I heard about Glide Intelligence, an advanced social media analytics platform produced by Glide Technologies (a Vocus competitor that created a platform for online media analysis and publishing) from Sam Phillips, CEO of Glide Technologies, who showed me a glimpse of GI is summer and then a much fuller example a few weeks ago while I was visiting Boston for Monitoring Social Media 2010 Boston.
In fact, at the very moment Sam and Keith showed me the advanced features of Glide Intelligence to me, I got an email from my publisher, McGraw Hill, telling me my book deal had been approved and I took that as an omen that, indeed, I was not only looking at something very new and important, but also that I was exactly in the spot I needed to be in at that moment.
The in-depth tour was given to me in person by Sam Philips and Keith Woods-Holder, Glide Technologies chief software architect. I’m familiar with Glide Technologies through my speaking engagements in London over the last year and I will be speaking at an event for them later next month while visiting London once again.
GlideIntelligenceTM comprises an online media monitoring and analysis tool you can access through a web browser. The system incorporates advanced sentiment and phrase tracking to deliver fast and accurate quantitative and qualitative metrics either as charts and text summaries, or as predefined reports.

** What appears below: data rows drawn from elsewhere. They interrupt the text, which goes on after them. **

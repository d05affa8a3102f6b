use axum::Json;
use axum::extract::State;
use serde_json::{Value, json};

use super::AppState;

/// `GET /health`
pub async fn health(State(state): State<AppState>) -> Json<Value> {
    Json(json!({
        "status": "ok",
        "pending_approvals": state.orchestrator.pending_approvals().len(),
    }))
}

/// `GET /metrics` -- engine counters and ingest queue stats.
pub async fn metrics(State(state): State<AppState>) -> Json<Value> {
    Json(json!({
        "engine": state.orchestrator.metrics(),
        "ingest": state.ingest.stats(),
    }))
}
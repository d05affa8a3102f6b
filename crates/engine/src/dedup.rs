use std::time::Duration;

use dashmap::DashMap;
use dashmap::mapref::entry::Entry;
use tokio::time::Instant;

type DedupKey = (String, String);

#[derive(Debug, Clone, Copy)]
struct DedupEntry {
    last_admitted_at: Instant,
    /// A request for the pair has not reached a terminal state yet.
    live: bool,
}

/// Suppresses repeated remediation of the same `(signature, action)` pair.
///
/// A pair is admitted when it has never been seen, or when its last
/// admission is at least one window old and the request it produced has
/// finished. Check-and-record happens under the key's shard lock.
#[derive(Debug)]
pub struct DedupWindow {
    window: Duration,
    entries: DashMap<DedupKey, DedupEntry>,
}

impl DedupWindow {
    pub fn new(window: Duration) -> Self {
        Self {
            window,
            entries: DashMap::new(),
        }
    }

    pub fn window(&self) -> Duration {
        self.window
    }

    /// Admit the pair at `now` and mark it live, or refuse it.
    pub fn try_admit(&self, signature: &str, action: &str, now: Instant) -> bool {
        match self.entries.entry((signature.to_owned(), action.to_owned())) {
            Entry::Vacant(slot) => {
                slot.insert(DedupEntry {
                    last_admitted_at: now,
                    live: true,
                });
                true
            }
            Entry::Occupied(mut slot) => {
                let entry = slot.get_mut();
                if entry.live || !self.expired(entry, now) {
                    return false;
                }
                entry.last_admitted_at = now;
                entry.live = true;
                true
            }
        }
    }

    /// Mark the pair's request as finished. The window keeps running from
    /// the last admission.
    pub fn release(&self, signature: &str, action: &str) {
        if let Some(mut entry) = self
            .entries
            .get_mut(&(signature.to_owned(), action.to_owned()))
        {
            entry.live = false;
        }
    }

    /// Whether [`try_admit`](Self::try_admit) would admit the pair, without
    /// recording anything.
    pub fn would_admit(&self, signature: &str, action: &str, now: Instant) -> bool {
        self.entries
            .get(&(signature.to_owned(), action.to_owned()))
            .is_none_or(|entry| !entry.live && self.expired(&entry, now))
    }

    /// Drop entries whose window has passed and whose request has finished.
    /// Returns the number removed.
    pub fn sweep(&self, now: Instant) -> usize {
        let before = self.entries.len();
        self.entries
            .retain(|_, entry| entry.live || !self.expired(entry, now));
        before.saturating_sub(self.entries.len())
    }

    pub fn len(&self) -> usize {
        self.entries.len()
    }

    pub fn is_empty(&self) -> bool {
        self.entries.is_empty()
    }

    fn expired(&self, entry: &DedupEntry, now: Instant) -> bool {
        now.saturating_duration_since(entry.last_admitted_at) >= self.window
    }
}
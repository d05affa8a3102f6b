use std::path::{Path, PathBuf};

use async_trait::async_trait;
use tokio::fs::{File, OpenOptions};
use tokio::io::AsyncWriteExt;
use tokio::sync::Mutex;
use tracing::warn;

use remedy_audit::error::AuditError;
use remedy_audit::record::{AuditEntry, AuditPage, AuditQuery};
use remedy_audit::store::AuditSink;

struct Writer {
    file: File,
    next_sequence: u64,
}

/// Audit sink that appends one JSON object per line to a file.
///
/// Appends are serialized through a mutex and flushed before returning, so a
/// line is either fully written or absent. Queries scan the whole file.
pub struct JsonlAuditSink {
    path: PathBuf,
    writer: Mutex<Writer>,
}

impl JsonlAuditSink {
    /// Open (or create) the log at `path`, continuing the sequence of any
    /// entries already present.
    pub async fn open(path: impl AsRef<Path>) -> Result<Self, AuditError> {
        let path = path.as_ref().to_path_buf();
        if let Some(parent) = path.parent().filter(|p| !p.as_os_str().is_empty()) {
            tokio::fs::create_dir_all(parent)
                .await
                .map_err(|e| AuditError::io(parent, e))?;
        }

        let last_sequence = read_entries(&path)
            .await?
            .iter()
            .map(|e| e.sequence)
            .max()
            .unwrap_or(0);

        let file = OpenOptions::new()
            .create(true)
            .append(true)
            .open(&path)
            .await
            .map_err(|e| AuditError::io(&path, e))?;

        Ok(Self {
            path,
            writer: Mutex::new(Writer {
                file,
                next_sequence: last_sequence + 1,
            }),
        })
    }

    pub fn path(&self) -> &Path {
        &self.path
    }
}

async fn read_entries(path: &Path) -> Result<Vec<AuditEntry>, AuditError> {
    let contents = match tokio::fs::read_to_string(path).await {
        Ok(contents) => contents,
        Err(e) if e.kind() == std::io::ErrorKind::NotFound => return Ok(Vec::new()),
        Err(e) => return Err(AuditError::io(path, e)),
    };

    let mut entries = Vec::new();
    for (number, line) in contents.lines().enumerate() {
        if line.trim().is_empty() {
            continue;
        }
        match serde_json::from_str::<AuditEntry>(line) {
            Ok(entry) => entries.push(entry),
            Err(e) => warn!(
                path = %path.display(),
                line = number + 1,
                error = %e,
                "skipping unreadable audit line"
            ),
        }
    }
    Ok(entries)
}

#[async_trait]
impl AuditSink for JsonlAuditSink {
    async fn append(&self, mut entry: AuditEntry) -> Result<(), AuditError> {
        let mut writer = self.writer.lock().await;
        entry.sequence = writer.next_sequence;

        let mut line = serde_json::to_vec(&entry)?;
        line.push(b'\n');

        writer
            .file
            .write_all(&line)
            .await
            .map_err(|e| AuditError::io(&self.path, e))?;
        writer
            .file
            .flush()
            .await
            .map_err(|e| AuditError::io(&self.path, e))?;

        writer.next_sequence += 1;
        Ok(())
    }

    async fn query(&self, query: &AuditQuery) -> Result<AuditPage, AuditError> {
        // Hold the writer so a half-written line is never observed.
        let _writer = self.writer.lock().await;
        let entries = read_entries(&self.path).await?;
        Ok(query.paginate(entries))
    }
}

#[cfg(test)]
mod tests {
    use remedy_audit::record::{AuditEntry, AuditQuery};
    use remedy_audit::store::AuditSink;
    use remedy_core::Outcome;

    use super::JsonlAuditSink;

    #[tokio::test]
    async fn appends_one_line_per_entry() {
        let dir = tempfile::tempdir().unwrap();
        let path = dir.path().join("audit.jsonl");
        let sink = JsonlAuditSink::open(&path).await.unwrap();

        sink.append(AuditEntry::new("i1", "a", Outcome::Succeeded, "system"))
            .await
            .unwrap();
        sink.append(AuditEntry::new("i2", "b", Outcome::Deduplicated, "system"))
            .await
            .unwrap();

        let contents = std::fs::read_to_string(&path).unwrap();
        assert_eq!(contents.lines().count(), 2);

        let page = sink.query(&AuditQuery::default()).await.unwrap();
        assert_eq!(page.total, 2);
        assert_eq!(page.entries[0].sequence, 1);
        assert_eq!(page.entries[1].outcome, Outcome::Deduplicated);
    }

    #[tokio::test]
    async fn reopening_continues_sequence() {
        let dir = tempfile::tempdir().unwrap();
        let path = dir.path().join("nested").join("audit.jsonl");

        {
            let sink = JsonlAuditSink::open(&path).await.unwrap();
            sink.append(AuditEntry::new("i1", "a", Outcome::Succeeded, "system"))
                .await
                .unwrap();
        }

        let sink = JsonlAuditSink::open(&path).await.unwrap();
        sink.append(AuditEntry::new("i2", "a", Outcome::Failed, "system"))
            .await
            .unwrap();

        let q = AuditQuery {
            outcome: Some(Outcome::Failed),
            ..Default::default()
        };
        let page = sink.query(&q).await.unwrap();
        assert_eq!(page.total, 1);
        assert_eq!(page.entries[0].sequence, 2);
    }

    #[tokio::test]
    async fn unreadable_lines_are_skipped() {
        let dir = tempfile::tempdir().unwrap();
        let path = dir.path().join("audit.jsonl");
        std::fs::write(&path, "not json\n").unwrap();

        let sink = JsonlAuditSink::open(&path).await.unwrap();
        sink.append(AuditEntry::new("i1", "a", Outcome::Succeeded, "system"))
            .await
            .unwrap();

        let page = sink.query(&AuditQuery::default()).await.unwrap();
        assert_eq!(page.total, 1);
    }
}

User controls allow clients to customize and modify system behavior to obtain a personalized dashboard reflecting their own priorities and emphasis for reporting and I find this feature fairly unusual for this type of software and haven’t seen such a feature in any of the other platforms I have looked at or use (though I have heard of this feature of auto-learning in specific applications elsewhere, just not in Social Listening or anything related to Public Relations).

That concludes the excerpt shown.